I have long referred to clinical documentation as “lossy compression,” (think .jpeg or .mp3 files) an analogy particularly apt with respect to EHRs. e.g., see my post “Are structured data the enemy of health care quality?”
http://regionalextensioncenter.blogspot.com/2015/12/are-structured-data-enemy-of-health.html
Might patients be accorded an “opt-in” to have their clinical encounters A/V’d? Yeah, I know, a host of problems with that idea. YouTube “99213 exam porn”?
Nonetheless, a written or digital record is a “lossy compression” historical artifact of a prior event. No way around it.
Mom’s in her late 80s & lives in an assisted care “facility”. We’ve had the same kind of health care experience. While clinicians and health system executives are certainly partly to blame, our legal system contrives to treat anyone presenting as an authorized advocate first with suspicion & then as an adversary. “Durable” power of attorney? Don’t make me laugh. The social ‘conventions’ we’ve codified in law work vigorously against anything like collaborative care. HIPAA is only the most high-profile example.
Adrian, same experience with my wife’s 88 year old mother. Terrible access to qualified geriatric PCP or hospital doc – even in Florida. Last bout in hospital was only solved by concerned Infectious Disease doc. Meds were wrong, diagnosis was wrong even with daughter advocate and my nurse wife. Finally got a head-screwed-on-right PCP. We have found that elderly in Florida are just a conduit for Medicare/Supplemental billing.
As usual we claim best medical system in the world for feel good flag waving but the reality is we’re just getting world class prices.
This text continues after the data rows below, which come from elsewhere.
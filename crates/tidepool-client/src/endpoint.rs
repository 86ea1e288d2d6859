use std::collections::HashMap;
use std::sync::{Arc, Weak};
use std::time::Duration;

use parking_lot::Mutex;
use tidepool_proto::{IceCandidate, MessageType, SignalingMessage};
use tokio::sync::mpsc;
use tokio::task::JoinHandle;
use tracing::{debug, info, warn};

use crate::config::EndpointConfig;
use crate::engine::EngineFactory;
use crate::error::ClientError;
use crate::negotiation::{EndReason, Input, Phase, SessionEvent};
use crate::session::{spawn_session, SessionHandle, SessionParams, SessionReport};
use crate::transport::{Inbound, LinkEvent, LinkState, ReconnectingTransport, SendOutcome};

const HANGUP_GRACE: Duration = Duration::from_secs(1);

/// Notifications for the host application.
#[derive(Debug, Clone, PartialEq, Eq)]
pub enum EndpointEvent {
    /// A viewer asked to watch this endpoint's stream.
    ViewerJoined { stream_id: String, viewer_id: String },
    /// Another endpoint announced a stream.
    StreamStarted { stream_id: String },
    SessionEstablished { peer_id: String },
    SessionEnded { peer_id: String, reason: EndReason },
    RelayConnected,
    RelayDisconnected,
    /// The reconnect policy ran out of attempts; the endpoint is offline for good.
    RelayGaveUp,
}

/// One addressable participant: a relay link plus the negotiation sessions
/// it carries, keyed by peer identifier.
///
/// Must be created inside a Tokio runtime.
#[derive(Clone)]
pub struct Endpoint {
    inner: Arc<Inner>,
}

struct Inner {
    config: EndpointConfig,
    transport: Arc<ReconnectingTransport>,
    factory: Arc<dyn EngineFactory>,
    sessions: Mutex<HashMap<String, SessionHandle>>,
    reports: mpsc::UnboundedSender<SessionReport>,
    events: mpsc::UnboundedSender<EndpointEvent>,
    dispatcher: Mutex<Option<JoinHandle<()>>>,
}

impl Endpoint {
    pub fn connect(
        config: EndpointConfig,
        factory: Arc<dyn EngineFactory>,
    ) -> (Self, mpsc::UnboundedReceiver<EndpointEvent>) {
        let (transport, inbound) = ReconnectingTransport::connect(
            config.endpoint_id.clone(),
            config.relay_url.clone(),
            config.reconnect.clone(),
            config.outbox_capacity,
        );
        let (reports_tx, reports_rx) = mpsc::unbounded_channel();
        let (events_tx, events_rx) = mpsc::unbounded_channel();

        let inner = Arc::new(Inner {
            config,
            transport: Arc::new(transport),
            factory,
            sessions: Mutex::new(HashMap::new()),
            reports: reports_tx,
            events: events_tx,
            dispatcher: Mutex::new(None),
        });
        let dispatcher = tokio::spawn(dispatch_loop(Arc::downgrade(&inner), inbound, reports_rx));
        *inner.dispatcher.lock() = Some(dispatcher);

        (Self { inner }, events_rx)
    }

    pub fn local_id(&self) -> &str {
        &self.inner.config.endpoint_id
    }

    pub fn link_state(&self) -> LinkState {
        self.inner.transport.state()
    }

    pub async fn wait_connected(&self) -> Result<(), ClientError> {
        self.inner.transport.wait_connected().await
    }

    /// Announce this endpoint's stream to every other endpoint.
    pub fn start_streaming(&self) -> Result<SendOutcome, ClientError> {
        self.inner
            .transport
            .send(SignalingMessage::start_streaming(self.local_id()))
    }

    /// Ask the endpoint `stream_id` to call us.
    pub fn watch_stream(&self, stream_id: &str) -> Result<SendOutcome, ClientError> {
        self.inner
            .transport
            .send(SignalingMessage::watch_stream(stream_id, self.local_id()))
    }

    /// Start (or return the live) session with `peer_id`, as the offering side.
    pub fn call(&self, peer_id: &str) -> SessionHandle {
        self.inner.call(peer_id)
    }

    /// End the session with `peer_id`, telling the peer. Safe to repeat.
    ///
    /// The session leaves the table at once, so a following [`call`](Self::call)
    /// starts a fresh one instead of reviving the one being torn down.
    pub fn hang_up(&self, peer_id: &str) {
        let session = self.inner.sessions.lock().remove(peer_id);
        match session {
            Some(session) => {
                let _ = session.hang_up();
            }
            None => debug!(
                target = "tidepool::endpoint",
                peer_id = %peer_id,
                "hang up with no live session"
            ),
        }
    }

    /// Renegotiate with a fresh engine without ending the session.
    pub fn restart(&self, peer_id: &str) -> Result<(), ClientError> {
        let session = self
            .session(peer_id)
            .ok_or_else(|| ClientError::UnknownPeer(peer_id.to_string()))?;
        session.restart()
    }

    pub fn session(&self, peer_id: &str) -> Option<SessionHandle> {
        self.inner
            .sessions
            .lock()
            .get(peer_id)
            .filter(|session| !session.is_closed())
            .cloned()
    }

    pub fn peers(&self) -> Vec<String> {
        let mut peers: Vec<String> = self.inner.sessions.lock().keys().cloned().collect();
        peers.sort();
        peers
    }

    /// Hang up every session, then close the relay link.
    pub async fn shutdown(&self) {
        let sessions: Vec<SessionHandle> = self
            .inner
            .sessions
            .lock()
            .values()
            .cloned()
            .collect();
        for session in &sessions {
            let _ = session.hang_up();
        }
        for session in &sessions {
            let closed = session.wait_for(|phase| phase == Phase::Closed);
            if tokio::time::timeout(HANGUP_GRACE, closed).await.is_err() {
                warn!(
                    target = "tidepool::endpoint",
                    peer_id = %session.peer_id(),
                    "session did not close in time"
                );
            }
        }
        self.inner.transport.shutdown().await;
        info!(
            target = "tidepool::endpoint",
            endpoint_id = %self.local_id(),
            "endpoint shut down"
        );
    }
}

impl Inner {
    fn call(&self, peer_id: &str) -> SessionHandle {
        let mut sessions = self.sessions.lock();
        if let Some(existing) = sessions.get(peer_id).filter(|session| !session.is_closed()) {
            let _ = existing.dispatch(Input::Call);
            return existing.clone();
        }
        let session = self.spawn(peer_id, Input::Call);
        sessions.insert(peer_id.to_string(), session.clone());
        session
    }

    fn spawn(&self, peer_id: &str, first: Input) -> SessionHandle {
        info!(
            target = "tidepool::endpoint",
            peer_id = %peer_id,
            "starting negotiation session"
        );
        spawn_session(
            SessionParams {
                local_id: self.config.endpoint_id.clone(),
                peer_id: peer_id.to_string(),
                factory: Arc::clone(&self.factory),
                outbox: self.transport.clone(),
                reports: self.reports.clone(),
                negotiation_timeout: self.config.negotiation_timeout,
            },
            first,
        )
    }

    /// Deliver to the live session with `peer_id`, if there is one.
    fn route(&self, peer_id: &str, input: Input) {
        let session = self
            .sessions
            .lock()
            .get(peer_id)
            .filter(|session| !session.is_closed())
            .cloned();
        match session {
            Some(session) => {
                if session.dispatch(input).is_err() {
                    debug!(target = "tidepool::endpoint", peer_id = %peer_id, "session already ended");
                }
            }
            None => debug!(
                target = "tidepool::endpoint",
                peer_id = %peer_id,
                "no session for inbound frame; dropping"
            ),
        }
    }

    fn emit(&self, event: EndpointEvent) {
        let _ = self.events.send(event);
    }

    fn on_inbound(&self, inbound: Inbound) {
        match inbound {
            Inbound::Message(message) => self.on_message(message),
            Inbound::Link(LinkEvent::Connected) => self.emit(EndpointEvent::RelayConnected),
            Inbound::Link(LinkEvent::Disconnected) => self.emit(EndpointEvent::RelayDisconnected),
            Inbound::Link(LinkEvent::GaveUp) => self.emit(EndpointEvent::RelayGaveUp),
        }
    }

    fn on_message(&self, message: SignalingMessage) {
        let kind = message.kind;
        let Some(from) = message.stream_id.clone() else {
            warn!(target = "tidepool::endpoint", kind = %kind, "frame without streamId; dropping");
            return;
        };

        match kind {
            MessageType::Offer => {
                let Some(sdp) = message.data else {
                    warn!(target = "tidepool::endpoint", peer_id = %from, "offer without sdp");
                    return;
                };
                let mut sessions = self.sessions.lock();
                let live = sessions.get(&from).filter(|session| !session.is_closed()).cloned();
                match live {
                    Some(session) => {
                        let _ = session.dispatch(Input::RemoteOffer(sdp));
                    }
                    None => {
                        let session = self.spawn(&from, Input::RemoteOffer(sdp));
                        sessions.insert(from, session);
                    }
                }
            }
            MessageType::Answer => match message.data {
                Some(sdp) => self.route(&from, Input::RemoteAnswer(sdp)),
                None => warn!(target = "tidepool::endpoint", peer_id = %from, "answer without sdp"),
            },
            MessageType::IceCandidates => {
                match message.data.as_deref().map(IceCandidate::decode) {
                    Some(Ok(candidate)) => self.route(&from, Input::RemoteCandidate(candidate)),
                    Some(Err(err)) => warn!(
                        target = "tidepool::endpoint",
                        peer_id = %from,
                        error = %err,
                        "undecodable candidate"
                    ),
                    None => warn!(target = "tidepool::endpoint", peer_id = %from, "empty candidate"),
                }
            }
            MessageType::EndCall => {
                let session = self.sessions.lock().remove(&from);
                match session {
                    Some(session) => {
                        let _ = session.dispatch(Input::RemoteEndCall);
                    }
                    None => debug!(
                        target = "tidepool::endpoint",
                        peer_id = %from,
                        "EndCall for no live session"
                    ),
                }
            }
            MessageType::ViewerJoined => {
                let Some(viewer_id) = message.target else {
                    warn!(target = "tidepool::endpoint", "ViewerJoined without a viewer");
                    return;
                };
                self.emit(EndpointEvent::ViewerJoined {
                    stream_id: from,
                    viewer_id: viewer_id.clone(),
                });
                if self.config.auto_call_viewers {
                    self.call(&viewer_id);
                }
            }
            MessageType::StreamStarted => {
                if from != self.config.endpoint_id {
                    self.emit(EndpointEvent::StreamStarted { stream_id: from });
                }
            }
            MessageType::SignIn | MessageType::WatchStream | MessageType::StartStreaming => {
                debug!(target = "tidepool::endpoint", kind = %kind, "ignoring endpoint-only frame");
            }
        }
    }

    fn on_report(&self, report: SessionReport) {
        match report.event {
            SessionEvent::Established => self.emit(EndpointEvent::SessionEstablished {
                peer_id: report.peer_id,
            }),
            SessionEvent::Ended(reason) => {
                {
                    let mut sessions = self.sessions.lock();
                    if sessions
                        .get(&report.peer_id)
                        .is_some_and(|session| session.instance() == report.instance)
                    {
                        sessions.remove(&report.peer_id);
                    }
                }
                self.emit(EndpointEvent::SessionEnded {
                    peer_id: report.peer_id,
                    reason,
                });
            }
        }
    }
}

/// The last `Endpoint` clone going away hangs up every session, which tells
/// each peer before the relay link winds down.
impl Drop for Inner {
    fn drop(&mut self) {
        for (_, session) in self.sessions.get_mut().drain() {
            let _ = session.hang_up();
        }
        if let Some(dispatcher) = self.dispatcher.get_mut().take() {
            dispatcher.abort();
        }
    }
}

async fn dispatch_loop(
    inner: Weak<Inner>,
    mut inbound: mpsc::UnboundedReceiver<Inbound>,
    mut reports: mpsc::UnboundedReceiver<SessionReport>,
) {
    loop {
        tokio::select! {
            Some(item) = inbound.recv() => {
                let Some(inner) = inner.upgrade() else { break };
                inner.on_inbound(item);
            }
            Some(report) = reports.recv() => {
                let Some(inner) = inner.upgrade() else { break };
                inner.on_report(report);
            }
            else => break,
        }
    }
}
“physicians planned appropriate care 73% of the time when the case did not include a complicating medical or contextual factor, 38% of the time when the case included a complicating medical factor, and only 22% of the time when the case included a complicating contextual factor.”
physicians planned INAPPROPRIATE care 27% of the time when the case did not include a complicating medical or contextual factor, 62% of the time when the case included a complicating medical factor, and 78% of the time when the case included a complicating contextual factor.
Not good odds.
This is a very important conversation. I try to help care for my 89 yo mom who still lives in her home with a live-in caregiver. I live 200 miles away and depend on the context for my mom’s care to include me, her live-in caregiver, and all of her various clinicians and practices. (I really dislike the word “provider”). Although elderly and not as sharp as she used to be, my mom’s health is good and she complains of nothing.
I have 6 years of experience now. With one significant exception in an academic geriatric practice that is inaccessible to my mom due to distance and schedule, not a single clinician or practice is willing to interact with my mom in a context that centers on her and her situation. Every system and every practitioner is focused on their institutional context, their EHR, and a process that actively blocks information flow to and from her personal context.
This is the reality in US healthcare today. We talk about patients and technology from an institutional perspective as if this is the way it has to be. We need to envision a patient-centered health information architecture and start down that path.